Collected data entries

● ● ● ● ● ● ●

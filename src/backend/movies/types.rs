use serde::{Deserialize, Serialize};

use crate::shared::messages;
use crate::shared::validation::require_url;
use crate::shared::{SharedError, Validate};

/// Body of `POST /movies`
///
/// The owner is never taken from the body; it is the authenticated caller.
#[derive(Debug, Clone, Serialize, Deserialize)]
#[serde(rename_all = "camelCase")]
pub struct CreateMovieRequest {
    pub country: String,
    pub director: String,
    pub duration: f64,
    pub year: String,
    pub description: String,
    pub image: String,
    pub trailer_link: String,
    pub thumbnail: String,
    #[serde(rename = "nameRU")]
    pub name_ru: String,
    #[serde(rename = "nameEN")]
    pub name_en: String,
    pub movie_id: f64,
}

impl Validate for CreateMovieRequest {
    fn validate(&self) -> Result<(), SharedError> {
        let text_fields = [
            ("country", &self.country),
            ("director", &self.director),
            ("year", &self.year),
            ("description", &self.description),
            ("nameRU", &self.name_ru),
            ("nameEN", &self.name_en),
        ];
        for (field, value) in text_fields {
            if value.trim().is_empty() {
                return Err(SharedError::validation(field, messages::MOVIE_CREATE_INVALID));
            }
        }

        require_url("image", &self.image)?;
        require_url("trailerLink", &self.trailer_link)?;
        require_url("thumbnail", &self.thumbnail)
    }
}

#[cfg(test)]
pub(crate) fn sample_request() -> CreateMovieRequest {
    CreateMovieRequest {
        country: "France".to_string(),
        director: "Director".to_string(),
        duration: 90.0,
        year: "2010".to_string(),
        description: "About".to_string(),
        image: "https://img.example.com/a.jpg".to_string(),
        trailer_link: "https://video.example.com/a".to_string(),
        thumbnail: "https://img.example.com/a-thumb.jpg".to_string(),
        name_ru: "Фильм".to_string(),
        name_en: "Film".to_string(),
        movie_id: 1.0,
    }
}
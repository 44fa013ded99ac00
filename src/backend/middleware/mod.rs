//! Middleware Module
//!
//! Request processing that runs before handlers.
//!
//! - **`auth`** - Session token verification for protected routes
//!
//! # Example
//!
//! ```rust,ignore
//! use axum::middleware::from_fn_with_state;
//! use bitfilms::backend::middleware::auth_middleware;
//!
//! let protected = protected_routes.route_layer(from_fn_with_state(state.clone(), auth_middleware));
//! ```

pub mod auth;

pub use auth::{auth_middleware, extract_token, AuthUser, AuthenticatedUser};
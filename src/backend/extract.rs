//! Request extractors
//!
//! `ValidatedJson<T>` deserializes a JSON body and runs `T::validate`. Any
//! failure, from a missing content type to a too-short name, becomes a 400
//! with a localized message instead of axum's plain-text rejection.

use axum::{
    extract::{FromRequest, Request},
    Json,
};
use serde::de::DeserializeOwned;

use crate::backend::error::BackendError;
use crate::shared::messages;
use crate::shared::Validate;

/// JSON body that has passed validation
#[derive(Debug, Clone)]
pub struct ValidatedJson<T>(pub T);

impl<S, T> FromRequest<S> for ValidatedJson<T>
where
    S: Send + Sync,
    T: DeserializeOwned + Validate,
{
    type Rejection = BackendError;

    async fn from_request(req: Request, state: &S) -> Result<Self, Self::Rejection> {
        let Json(value) = Json::<T>::from_request(req, state).await.map_err(|rejection| {
            tracing::debug!("Rejected request body: {}", rejection.body_text());
            BackendError::bad_request(messages::MALFORMED_BODY)
        })?;

        value.validate()?;

        Ok(Self(value))
    }
}
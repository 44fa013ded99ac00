/**
 * Application State Management
 *
 * `AppState` is built once at startup from `AppConfig` and cloned into every
 * handler. Everything in it is immutable after construction; the only
 * shared mutable resource is the database behind the pool.
 *
 * # State Extraction
 *
 * The `FromRef` implementations let handlers extract just the piece they
 * need (`State<SqlitePool>`, `State<SessionKeys>`, ...).
 */

use std::sync::Arc;

use axum::extract::FromRef;
use sqlx::SqlitePool;

use crate::backend::auth::cookies::CookieSettings;
use crate::backend::auth::password::PasswordHasher;
use crate::backend::auth::sessions::SessionKeys;
use crate::shared::AppConfig;

/// Application state shared by all handlers
#[derive(Clone)]
pub struct AppState {
    /// SQLite connection pool
    pub db: SqlitePool,

    /// Configuration the server was started with
    pub config: Arc<AppConfig>,

    /// Session token signing/verification keys
    pub session_keys: SessionKeys,

    /// Session cookie attributes
    pub cookies: CookieSettings,

    /// Password hasher with the configured cost
    pub hasher: PasswordHasher,
}

impl AppState {
    /// Build state from configuration and an open pool
    pub fn new(config: AppConfig, db: SqlitePool) -> Self {
        Self {
            session_keys: SessionKeys::new(&config.jwt_secret),
            cookies: CookieSettings::from_config(&config),
            hasher: PasswordHasher::new(config.bcrypt_cost),
            config: Arc::new(config),
            db,
        }
    }
}

impl FromRef<AppState> for SqlitePool {
    fn from_ref(app_state: &AppState) -> Self {
        app_state.db.clone()
    }
}

impl FromRef<AppState> for SessionKeys {
    fn from_ref(app_state: &AppState) -> Self {
        app_state.session_keys.clone()
    }
}

impl FromRef<AppState> for CookieSettings {
    fn from_ref(app_state: &AppState) -> Self {
        app_state.cookies.clone()
    }
}

impl FromRef<AppState> for PasswordHasher {
    fn from_ref(app_state: &AppState) -> Self {
        app_state.hasher
    }
}
/**
 * Database Setup
 *
 * Opens the SQLite connection pool described by `AppConfig::database_url`
 * and applies the migrations in `migrations/`.
 *
 * # Error Handling
 *
 * Unlike optional services, the database is required: connection or
 * migration failures abort startup.
 */

use std::str::FromStr;

use sqlx::sqlite::{SqliteConnectOptions, SqlitePool, SqlitePoolOptions};

/// Open a pool and run migrations
///
/// Foreign keys are enforced on every connection so a movie can only be
/// inserted for an existing owner.
pub async fn connect_database(
    database_url: &str,
    max_connections: u32,
) -> Result<SqlitePool, sqlx::Error> {
    tracing::info!("Connecting to database...");

    let options = SqliteConnectOptions::from_str(database_url)?
        .create_if_missing(true)
        .foreign_keys(true);

    let pool = SqlitePoolOptions::new()
        .max_connections(max_connections)
        .connect_with(options)
        .await?;

    tracing::info!("Database connection pool created successfully");

    tracing::info!("Running database migrations...");
    sqlx::migrate!().run(&pool).await?;
    tracing::info!("Database migrations completed successfully");

    Ok(pool)
}

/// Fresh in-memory database for tests
///
/// A single connection keeps every query on the same in-memory database.
#[cfg(test)]
pub(crate) async fn memory_pool() -> SqlitePool {
    connect_database("sqlite::memory:", 1)
        .await
        .expect("Failed to create in-memory test database")
}
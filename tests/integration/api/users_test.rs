//! Profile API integration tests

use axum::http::StatusCode;
use pretty_assertions::assert_eq;
use serde_json::json;

use bitfilms::backend::auth::SessionKeys;
use bitfilms::shared::{messages, ObjectId};

use crate::common::{create_test_user, get, patch_json, TestApp, TEST_SECRET};

#[tokio::test]
async fn test_get_me() {
    let app = TestApp::new().await;
    let user = create_test_user(&app.router, "Ann", "a@x.com", "secret1").await;

    let response = get(&app.router, "/users/me", Some(&user.cookie)).await;

    assert_eq!(response.status, StatusCode::OK);
    assert_eq!(
        response.body,
        json!({ "_id": user.id, "name": "Ann", "email": "a@x.com" })
    );
}

#[tokio::test]
async fn test_bearer_header_is_accepted() {
    let app = TestApp::new().await;
    let user = create_test_user(&app.router, "Ann", "a@x.com", "secret1").await;
    let token = user.cookie.trim_start_matches("jwt=");

    let request = axum::http::Request::builder()
        .uri("/users/me")
        .header("authorization", format!("Bearer {}", token))
        .body(axum::body::Body::empty())
        .unwrap();
    let response = tower::ServiceExt::oneshot(app.router.clone(), request)
        .await
        .unwrap();

    assert_eq!(response.status(), StatusCode::OK);
}

#[tokio::test]
async fn test_invalid_token_rejected() {
    let app = TestApp::new().await;

    let forged = SessionKeys::new("some-other-secret")
        .issue(&ObjectId::generate())
        .unwrap();
    let response = get(&app.router, "/users/me", Some(&format!("jwt={}", forged))).await;
    assert_eq!(response.status, StatusCode::UNAUTHORIZED);

    let garbage = get(&app.router, "/users/me", Some("jwt=not.a.token")).await;
    assert_eq!(garbage.status, StatusCode::UNAUTHORIZED);
}

#[tokio::test]
async fn test_expired_token_rejected() {
    let app = TestApp::new().await;
    let user = create_test_user(&app.router, "Ann", "a@x.com", "secret1").await;
    let id = ObjectId::parse(&user.id).unwrap();

    let eight_days_ago = chrono::Utc::now().timestamp() - 8 * 24 * 60 * 60;
    let stale = SessionKeys::new(TEST_SECRET).issue_at(&id, eight_days_ago).unwrap();

    let response = get(&app.router, "/users/me", Some(&format!("jwt={}", stale))).await;
    assert_eq!(response.status, StatusCode::UNAUTHORIZED);
}

#[tokio::test]
async fn test_token_for_vanished_user() {
    let app = TestApp::new().await;
    let token = SessionKeys::new(TEST_SECRET).issue(&ObjectId::generate()).unwrap();

    let response = get(&app.router, "/users/me", Some(&format!("jwt={}", token))).await;
    assert_eq!(response.status, StatusCode::NOT_FOUND);
    assert_eq!(response.message(), messages::USER_NOT_FOUND);
}

#[tokio::test]
async fn test_update_me() {
    let app = TestApp::new().await;
    let user = create_test_user(&app.router, "Ann", "a@x.com", "secret1").await;

    let response = patch_json(
        &app.router,
        "/users/me",
        json!({ "name": "Anna", "email": "anna@x.com" }),
        Some(&user.cookie),
    )
    .await;

    assert_eq!(response.status, StatusCode::OK);
    assert_eq!(
        response.body,
        json!({ "_id": user.id, "name": "Anna", "email": "anna@x.com" })
    );

    let me = get(&app.router, "/users/me", Some(&user.cookie)).await;
    assert_eq!(me.body["email"], "anna@x.com");
}

#[tokio::test]
async fn test_update_me_to_taken_email() {
    let app = TestApp::new().await;
    create_test_user(&app.router, "Ann", "a@x.com", "secret1").await;
    let bob = create_test_user(&app.router, "Bob", "b@x.com", "secret2").await;

    let response = patch_json(
        &app.router,
        "/users/me",
        json!({ "name": "Bob", "email": "a@x.com" }),
        Some(&bob.cookie),
    )
    .await;

    assert_eq!(response.status, StatusCode::CONFLICT);
    assert_eq!(response.message(), messages::USER_EMAIL_TAKEN);
}

#[tokio::test]
async fn test_update_me_invalid_name() {
    let app = TestApp::new().await;
    let user = create_test_user(&app.router, "Ann", "a@x.com", "secret1").await;

    let response = patch_json(
        &app.router,
        "/users/me",
        json!({ "name": "A", "email": "a@x.com" }),
        Some(&user.cookie),
    )
    .await;

    assert_eq!(response.status, StatusCode::BAD_REQUEST);
    assert_eq!(response.message(), messages::USER_UPDATE_INVALID);
}

#[tokio::test]
async fn test_update_me_requires_session() {
    let app = TestApp::new().await;
    let response = patch_json(
        &app.router,
        "/users/me",
        json!({ "name": "Anna", "email": "anna@x.com" }),
        None,
    )
    .await;
    assert_eq!(response.status, StatusCode::UNAUTHORIZED);
}
//! Backend Error Module
//!
//! This module defines the error type used by every handler and middleware.
//!
//! # Module Structure
//!
//! ```text
//! error/
//! ├── mod.rs        - Module exports and documentation
//! ├── types.rs      - Error type definitions and constraint helpers
//! └── conversion.rs - IntoResponse implementation and 404 fallback
//! ```
//!
//! # HTTP Response Conversion
//!
//! All backend errors implement `IntoResponse` from Axum. Client errors keep
//! their localized message; internal errors are logged and answered with the
//! generic server error message.

/// Error type definitions
pub mod types;

/// Error conversion implementations
pub mod conversion;

pub use conversion::{handle_panic, not_found_fallback};
pub use types::{is_foreign_key_violation, is_unique_violation, BackendError};
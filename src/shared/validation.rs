//! Input validation
//!
//! Format checks shared by every request type, plus the `Validate` trait the
//! `ValidatedJson` extractor relies on.

use lazy_static::lazy_static;
use regex::Regex;

use crate::shared::error::SharedError;
use crate::shared::messages;

lazy_static! {
    /// Pragmatic email check: local part, `@`, dotted domain with a TLD
    static ref EMAIL_REGEX: Regex = Regex::new(
        r"^[A-Za-z0-9.!#$%&'*+/=?^_`{|}~-]+@[A-Za-z0-9](?:[A-Za-z0-9-]{0,61}[A-Za-z0-9])?(?:\.[A-Za-z0-9](?:[A-Za-z0-9-]{0,61}[A-Za-z0-9])?)*\.[A-Za-z]{2,}$"
    ).unwrap();

    /// HTTP/HTTPS URL with a host (domain, localhost or IPv4), optional port and path
    static ref URL_REGEX: Regex = Regex::new(
        r"^https?://(?:www\.)?(?:[A-Za-z0-9](?:[A-Za-z0-9-]*[A-Za-z0-9])?(?:\.[A-Za-z0-9](?:[A-Za-z0-9-]*[A-Za-z0-9])?)*\.[A-Za-z]{2,}|localhost|\d{1,3}(?:\.\d{1,3}){3})(?::\d{1,5})?(?:[/?#][^\s]*)?$"
    ).unwrap();

    /// 24 hex digits
    static ref HEX_ID_REGEX: Regex = Regex::new(r"^[0-9a-fA-F]{24}$").unwrap();
}

/// Request bodies that can check their own contents
pub trait Validate {
    fn validate(&self) -> Result<(), SharedError>;
}

pub fn is_email(value: &str) -> bool {
    value.len() <= 254 && EMAIL_REGEX.is_match(value)
}

pub fn is_url(value: &str) -> bool {
    value.len() <= 2048 && URL_REGEX.is_match(value)
}

pub fn is_hex_id(value: &str) -> bool {
    HEX_ID_REGEX.is_match(value)
}

/// Field must be present and not blank
pub fn require_non_empty(field: &str, value: &str) -> Result<(), SharedError> {
    if value.trim().is_empty() {
        return Err(SharedError::validation(field, messages::EMPTY_FIELD));
    }
    Ok(())
}

/// Field must be a valid email address
pub fn require_email(field: &str, value: &str) -> Result<(), SharedError> {
    require_non_empty(field, value)?;
    if !is_email(value) {
        return Err(SharedError::validation(field, messages::INVALID_EMAIL));
    }
    Ok(())
}

/// Field must be an http(s) URL
pub fn require_url(field: &str, value: &str) -> Result<(), SharedError> {
    require_non_empty(field, value)?;
    if !is_url(value) {
        return Err(SharedError::validation(field, messages::INVALID_URL));
    }
    Ok(())
}

/// Display name: 2-30 characters (counted as chars, not bytes)
pub fn require_name(field: &str, value: &str) -> Result<(), SharedError> {
    let length = value.chars().count();
    if !(2..=30).contains(&length) {
        return Err(SharedError::validation(field, messages::INVALID_NAME));
    }
    Ok(())
}
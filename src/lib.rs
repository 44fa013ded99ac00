//! bitfilms - Movie Catalog API
//!
//! Backend for a saved-movies SPA: user registration, cookie-based
//! sessions, profile updates and a per-user movie catalog.
//!
//! # Module Structure
//!
//! - **`shared`** - Configuration, validation, identifiers, messages
//! - **`backend`** - Axum server, handlers, persistence
//!
//! # Usage
//!
//! ```rust,no_run
//! use bitfilms::backend::server::create_app;
//! use bitfilms::shared::AppConfig;
//!
//! # async fn example() -> Result<(), Box<dyn std::error::Error>> {
//! let app = create_app(AppConfig::from_env()?).await?;
//! let listener = tokio::net::TcpListener::bind("0.0.0.0:3001").await?;
//! axum::serve(listener, app).await?;
//! # Ok(())
//! # }
//! ```

pub mod backend;
pub mod shared;
//! Route Configuration Module
//!
//! HTTP routes for the backend server, split by whether they need a
//! session.
//!
//! # Module Structure
//!
//! ```text
//! routes/
//! ├── mod.rs          - Module exports and documentation
//! ├── router.rs       - Main router creation and layers
//! ├── auth_routes.rs  - Public session routes
//! └── api_routes.rs   - Protected user and movie routes
//! ```
//!
//! | Method & Path | Session |
//! |---|---|
//! | POST /signin | no |
//! | POST /signup | no |
//! | GET /signout | no |
//! | GET, PATCH /users/me | yes |
//! | GET, POST /movies | yes |
//! | DELETE /movies/{movie_id} | yes |

/// Main router creation
pub mod router;

/// Public session routes
pub mod auth_routes;

/// Protected routes
pub mod api_routes;

pub use router::create_router;
//! Authentication test helpers
//!
//! Sign users up and in through the real endpoints and carry the session
//! cookie between requests.

use axum::{http::StatusCode, Router};
use serde_json::json;

use super::http::{post_json, TestResponse};

/// Signed-in test user
pub struct TestUser {
    pub id: String,
    pub email: String,
    pub password: String,
    /// `jwt=<token>`, ready for a `Cookie` header
    pub cookie: String,
}

/// Value of the `jwt` cookie set by a response, if any
pub fn session_cookie(response: &TestResponse) -> Option<String> {
    response
        .set_cookie
        .iter()
        .find(|c| c.starts_with("jwt="))
        .map(|c| c.split(';').next().unwrap_or_default().to_string())
}

/// Sign up and sign in, panicking if either step fails
pub async fn create_test_user(router: &Router, name: &str, email: &str, password: &str) -> TestUser {
    let signup = post_json(
        router,
        "/signup",
        json!({ "name": name, "email": email, "password": password }),
        None,
    )
    .await;
    assert_eq!(signup.status, StatusCode::OK, "signup failed: {}", signup.body);

    let signin = post_json(
        router,
        "/signin",
        json!({ "email": email, "password": password }),
        None,
    )
    .await;
    assert_eq!(signin.status, StatusCode::OK, "signin failed: {}", signin.body);

    TestUser {
        id: signin.body["_id"].as_str().unwrap_or_default().to_string(),
        email: email.to_string(),
        password: password.to_string(),
        cookie: session_cookie(&signin).expect("signin did not set the session cookie"),
    }
}
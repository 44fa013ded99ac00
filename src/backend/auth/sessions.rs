/**
 * Session Tokens
 *
 * Issues and verifies the stateless session token (HS256 JWT) carried in the
 * session cookie.
 *
 * # Claims
 *
 * - `sub` - user identifier
 * - `iat` - issued at (Unix seconds)
 * - `exp` - expires at, seven days after `iat`
 *
 * A token is accepted while `now <= exp` and its signature matches the
 * configured secret. There is no leeway and no server-side revocation.
 */

use chrono::{Duration, Utc};
use jsonwebtoken::{decode, encode, errors::ErrorKind, Algorithm, DecodingKey, EncodingKey, Header, Validation};
use serde::{Deserialize, Serialize};
use thiserror::Error;

use crate::shared::ObjectId;

/// Session lifetime
pub const TOKEN_TTL_DAYS: i64 = 7;

/// JWT claims structure
#[derive(Debug, Clone, Serialize, Deserialize, PartialEq, Eq)]
pub struct Claims {
    /// User ID
    pub sub: String,
    /// Issued at time (Unix timestamp)
    pub iat: i64,
    /// Expiration time (Unix timestamp)
    pub exp: i64,
}

/// Why a token was rejected
#[derive(Debug, Error, Clone, PartialEq, Eq)]
pub enum InvalidTokenError {
    #[error("malformed token")]
    Malformed,
    #[error("token signature does not match")]
    InvalidSignature,
    #[error("token expired")]
    Expired,
}

/// Signing and verification keys derived from the server secret
#[derive(Clone)]
pub struct SessionKeys {
    encoding: EncodingKey,
    decoding: DecodingKey,
}

impl std::fmt::Debug for SessionKeys {
    fn fmt(&self, f: &mut std::fmt::Formatter<'_>) -> std::fmt::Result {
        f.debug_struct("SessionKeys").finish_non_exhaustive()
    }
}

impl SessionKeys {
    pub fn new(secret: &str) -> Self {
        Self {
            encoding: EncodingKey::from_secret(secret.as_bytes()),
            decoding: DecodingKey::from_secret(secret.as_bytes()),
        }
    }

    /// Create a token for a user, issued now
    pub fn issue(&self, user_id: &ObjectId) -> Result<String, jsonwebtoken::errors::Error> {
        self.issue_at(user_id, Utc::now().timestamp())
    }

    /// Create a token for a user with an explicit issue time
    pub fn issue_at(
        &self,
        user_id: &ObjectId,
        issued_at: i64,
    ) -> Result<String, jsonwebtoken::errors::Error> {
        let claims = Claims {
            sub: user_id.to_string(),
            iat: issued_at,
            exp: issued_at + Duration::days(TOKEN_TTL_DAYS).num_seconds(),
        };
        encode(&Header::new(Algorithm::HS256), &claims, &self.encoding)
    }

    /// Verify a token and return its subject
    pub fn verify(&self, token: &str) -> Result<ObjectId, InvalidTokenError> {
        self.verify_at(token, Utc::now().timestamp())
    }

    /// Verify a token against an explicit clock
    pub fn verify_at(&self, token: &str, now: i64) -> Result<ObjectId, InvalidTokenError> {
        let claims = self.decode_claims(token)?;
        if now > claims.exp {
            return Err(InvalidTokenError::Expired);
        }
        ObjectId::parse(&claims.sub).map_err(|_| InvalidTokenError::Malformed)
    }

    /// Check the signature and structure, leaving expiry to the caller
    fn decode_claims(&self, token: &str) -> Result<Claims, InvalidTokenError> {
        let mut validation = Validation::new(Algorithm::HS256);
        validation.validate_exp = false;
        validation.leeway = 0;
        validation.set_required_spec_claims(&["exp", "sub"]);

        decode::<Claims>(token, &self.decoding, &validation)
            .map(|data| data.claims)
            .map_err(|e| match e.kind() {
                ErrorKind::InvalidSignature => InvalidTokenError::InvalidSignature,
                ErrorKind::ExpiredSignature => InvalidTokenError::Expired,
                _ => InvalidTokenError::Malformed,
            })
    }
}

● ● ● ● ● ● ●

### [What is needed]
For each line of the data that includes the word "FromRequest", return a copy of it.

### [Task output]
    extract::{FromRequest, Request},
impl<S, T> FromRequest<S> for ValidatedJson<T>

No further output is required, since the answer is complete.